#### Supplied entries ####

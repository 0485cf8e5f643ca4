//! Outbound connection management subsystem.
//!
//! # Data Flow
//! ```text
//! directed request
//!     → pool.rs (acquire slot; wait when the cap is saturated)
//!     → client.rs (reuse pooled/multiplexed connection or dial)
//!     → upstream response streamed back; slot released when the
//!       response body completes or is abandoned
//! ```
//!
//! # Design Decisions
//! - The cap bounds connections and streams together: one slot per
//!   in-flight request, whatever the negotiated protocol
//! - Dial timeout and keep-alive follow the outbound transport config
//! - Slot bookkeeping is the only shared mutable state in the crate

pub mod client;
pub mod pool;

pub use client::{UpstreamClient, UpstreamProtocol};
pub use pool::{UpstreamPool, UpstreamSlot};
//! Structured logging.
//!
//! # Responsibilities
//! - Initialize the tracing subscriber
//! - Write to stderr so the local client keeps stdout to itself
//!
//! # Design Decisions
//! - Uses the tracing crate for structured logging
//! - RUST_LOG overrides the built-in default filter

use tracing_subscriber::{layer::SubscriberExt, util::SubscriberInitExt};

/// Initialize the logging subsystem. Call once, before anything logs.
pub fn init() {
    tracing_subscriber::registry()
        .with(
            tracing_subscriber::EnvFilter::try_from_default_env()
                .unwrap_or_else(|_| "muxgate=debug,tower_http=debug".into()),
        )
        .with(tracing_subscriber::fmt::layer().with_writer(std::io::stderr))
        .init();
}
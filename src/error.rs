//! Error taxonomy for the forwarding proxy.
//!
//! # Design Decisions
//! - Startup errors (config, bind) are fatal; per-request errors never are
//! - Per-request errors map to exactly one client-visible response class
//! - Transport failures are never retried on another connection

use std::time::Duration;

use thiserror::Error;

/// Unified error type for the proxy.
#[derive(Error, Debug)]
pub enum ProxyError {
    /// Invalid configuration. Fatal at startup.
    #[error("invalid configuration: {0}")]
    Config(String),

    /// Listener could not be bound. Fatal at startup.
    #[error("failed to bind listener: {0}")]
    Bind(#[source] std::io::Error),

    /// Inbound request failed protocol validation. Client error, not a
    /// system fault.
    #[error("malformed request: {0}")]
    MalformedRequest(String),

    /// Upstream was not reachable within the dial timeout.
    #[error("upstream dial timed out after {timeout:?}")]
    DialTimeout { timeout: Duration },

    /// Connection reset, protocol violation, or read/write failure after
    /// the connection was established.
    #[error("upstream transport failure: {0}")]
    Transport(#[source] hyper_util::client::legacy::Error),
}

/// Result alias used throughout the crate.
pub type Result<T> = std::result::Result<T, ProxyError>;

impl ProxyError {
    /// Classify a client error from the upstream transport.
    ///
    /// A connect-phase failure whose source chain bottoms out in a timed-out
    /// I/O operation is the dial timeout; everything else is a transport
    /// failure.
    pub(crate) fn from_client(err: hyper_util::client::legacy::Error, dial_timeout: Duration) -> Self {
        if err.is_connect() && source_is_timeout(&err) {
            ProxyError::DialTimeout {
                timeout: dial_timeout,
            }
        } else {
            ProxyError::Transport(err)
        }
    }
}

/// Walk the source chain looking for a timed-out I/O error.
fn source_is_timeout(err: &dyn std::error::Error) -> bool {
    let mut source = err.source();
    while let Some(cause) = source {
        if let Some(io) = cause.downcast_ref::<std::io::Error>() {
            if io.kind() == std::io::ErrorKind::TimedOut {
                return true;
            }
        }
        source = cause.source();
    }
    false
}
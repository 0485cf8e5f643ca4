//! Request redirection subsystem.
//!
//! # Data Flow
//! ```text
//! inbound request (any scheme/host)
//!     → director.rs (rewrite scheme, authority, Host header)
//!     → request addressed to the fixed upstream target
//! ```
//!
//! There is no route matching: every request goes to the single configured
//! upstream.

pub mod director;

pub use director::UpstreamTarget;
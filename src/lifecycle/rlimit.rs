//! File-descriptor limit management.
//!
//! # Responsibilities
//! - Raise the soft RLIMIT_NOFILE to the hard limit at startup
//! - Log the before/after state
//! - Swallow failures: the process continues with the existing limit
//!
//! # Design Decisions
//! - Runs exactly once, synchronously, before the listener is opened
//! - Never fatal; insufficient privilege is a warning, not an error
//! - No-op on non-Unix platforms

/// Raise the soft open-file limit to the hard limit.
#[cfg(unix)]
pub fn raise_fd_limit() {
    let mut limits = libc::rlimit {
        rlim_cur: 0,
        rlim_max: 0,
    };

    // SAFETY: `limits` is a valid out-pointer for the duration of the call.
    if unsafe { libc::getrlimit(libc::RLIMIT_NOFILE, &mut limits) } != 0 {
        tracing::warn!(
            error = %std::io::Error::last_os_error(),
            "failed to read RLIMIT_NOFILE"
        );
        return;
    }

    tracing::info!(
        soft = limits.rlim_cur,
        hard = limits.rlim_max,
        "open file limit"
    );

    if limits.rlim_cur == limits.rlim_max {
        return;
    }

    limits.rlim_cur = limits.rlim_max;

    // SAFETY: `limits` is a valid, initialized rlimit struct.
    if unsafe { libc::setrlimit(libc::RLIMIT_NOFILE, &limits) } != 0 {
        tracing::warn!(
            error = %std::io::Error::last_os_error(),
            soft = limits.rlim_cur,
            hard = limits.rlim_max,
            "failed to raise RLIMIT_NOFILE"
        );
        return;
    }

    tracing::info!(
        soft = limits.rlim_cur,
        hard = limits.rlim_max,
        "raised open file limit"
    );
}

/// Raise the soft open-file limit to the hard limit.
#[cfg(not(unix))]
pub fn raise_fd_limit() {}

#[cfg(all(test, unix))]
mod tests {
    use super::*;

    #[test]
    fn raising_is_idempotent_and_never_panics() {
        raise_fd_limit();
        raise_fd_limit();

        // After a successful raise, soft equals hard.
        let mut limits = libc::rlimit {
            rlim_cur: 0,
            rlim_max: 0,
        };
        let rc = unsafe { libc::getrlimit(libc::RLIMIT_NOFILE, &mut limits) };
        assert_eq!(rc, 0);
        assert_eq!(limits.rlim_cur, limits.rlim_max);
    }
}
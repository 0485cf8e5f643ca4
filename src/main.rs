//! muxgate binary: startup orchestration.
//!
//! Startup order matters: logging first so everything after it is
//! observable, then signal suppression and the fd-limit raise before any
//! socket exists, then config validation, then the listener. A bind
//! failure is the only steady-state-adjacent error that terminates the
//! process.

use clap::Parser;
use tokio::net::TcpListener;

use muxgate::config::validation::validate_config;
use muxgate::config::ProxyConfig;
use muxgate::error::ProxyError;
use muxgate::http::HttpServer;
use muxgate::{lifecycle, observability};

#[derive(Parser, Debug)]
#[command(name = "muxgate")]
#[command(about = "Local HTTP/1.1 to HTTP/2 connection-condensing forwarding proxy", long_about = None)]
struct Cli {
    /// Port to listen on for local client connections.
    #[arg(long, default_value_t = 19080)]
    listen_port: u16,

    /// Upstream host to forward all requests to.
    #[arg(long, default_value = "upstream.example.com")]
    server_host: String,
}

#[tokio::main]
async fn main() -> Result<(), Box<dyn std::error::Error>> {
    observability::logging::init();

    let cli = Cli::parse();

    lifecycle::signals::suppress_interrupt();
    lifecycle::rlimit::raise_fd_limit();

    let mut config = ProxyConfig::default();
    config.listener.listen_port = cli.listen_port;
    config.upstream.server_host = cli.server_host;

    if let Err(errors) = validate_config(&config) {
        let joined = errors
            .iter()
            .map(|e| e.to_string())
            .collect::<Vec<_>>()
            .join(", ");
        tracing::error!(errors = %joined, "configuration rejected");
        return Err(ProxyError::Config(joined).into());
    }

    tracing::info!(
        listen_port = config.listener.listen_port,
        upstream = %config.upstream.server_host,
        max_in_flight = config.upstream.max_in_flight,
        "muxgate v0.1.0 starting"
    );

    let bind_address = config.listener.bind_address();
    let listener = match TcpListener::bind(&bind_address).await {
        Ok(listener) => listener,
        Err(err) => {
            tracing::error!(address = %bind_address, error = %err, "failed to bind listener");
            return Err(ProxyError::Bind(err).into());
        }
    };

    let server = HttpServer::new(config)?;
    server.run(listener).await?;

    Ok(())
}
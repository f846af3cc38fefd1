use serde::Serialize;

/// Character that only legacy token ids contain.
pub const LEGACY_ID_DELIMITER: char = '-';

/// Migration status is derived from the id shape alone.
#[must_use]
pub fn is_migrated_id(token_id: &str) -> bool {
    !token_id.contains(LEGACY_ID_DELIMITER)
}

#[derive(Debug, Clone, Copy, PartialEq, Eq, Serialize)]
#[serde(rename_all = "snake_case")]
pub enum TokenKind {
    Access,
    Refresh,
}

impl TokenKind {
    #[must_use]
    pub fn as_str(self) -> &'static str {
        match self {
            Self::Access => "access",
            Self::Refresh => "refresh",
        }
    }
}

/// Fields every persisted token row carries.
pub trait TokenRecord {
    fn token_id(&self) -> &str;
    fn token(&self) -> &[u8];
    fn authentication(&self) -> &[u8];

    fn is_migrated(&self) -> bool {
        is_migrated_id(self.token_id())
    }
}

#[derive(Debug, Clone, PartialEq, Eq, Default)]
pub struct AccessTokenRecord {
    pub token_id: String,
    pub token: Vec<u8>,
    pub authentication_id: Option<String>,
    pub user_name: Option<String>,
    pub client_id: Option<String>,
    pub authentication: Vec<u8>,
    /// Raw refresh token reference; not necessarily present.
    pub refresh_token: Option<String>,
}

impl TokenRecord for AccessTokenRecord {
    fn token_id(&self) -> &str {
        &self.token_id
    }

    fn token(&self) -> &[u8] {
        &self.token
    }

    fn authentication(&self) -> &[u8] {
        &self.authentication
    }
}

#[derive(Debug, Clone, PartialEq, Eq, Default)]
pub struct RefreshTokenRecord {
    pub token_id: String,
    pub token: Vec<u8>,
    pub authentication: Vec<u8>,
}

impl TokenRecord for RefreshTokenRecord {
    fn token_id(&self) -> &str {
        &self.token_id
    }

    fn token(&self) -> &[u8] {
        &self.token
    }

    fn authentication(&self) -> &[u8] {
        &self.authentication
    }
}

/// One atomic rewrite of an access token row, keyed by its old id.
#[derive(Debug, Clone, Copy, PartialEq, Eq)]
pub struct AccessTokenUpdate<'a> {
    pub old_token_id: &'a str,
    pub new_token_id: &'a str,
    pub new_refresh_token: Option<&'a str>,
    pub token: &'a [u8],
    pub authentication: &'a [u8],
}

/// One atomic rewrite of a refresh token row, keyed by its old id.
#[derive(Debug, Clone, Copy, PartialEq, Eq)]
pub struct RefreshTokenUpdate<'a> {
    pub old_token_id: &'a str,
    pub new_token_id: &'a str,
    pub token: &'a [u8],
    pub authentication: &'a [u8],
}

####

Work required
What is the number of lines in the records that contain "stderr"? State that number alone.

Exercise response
2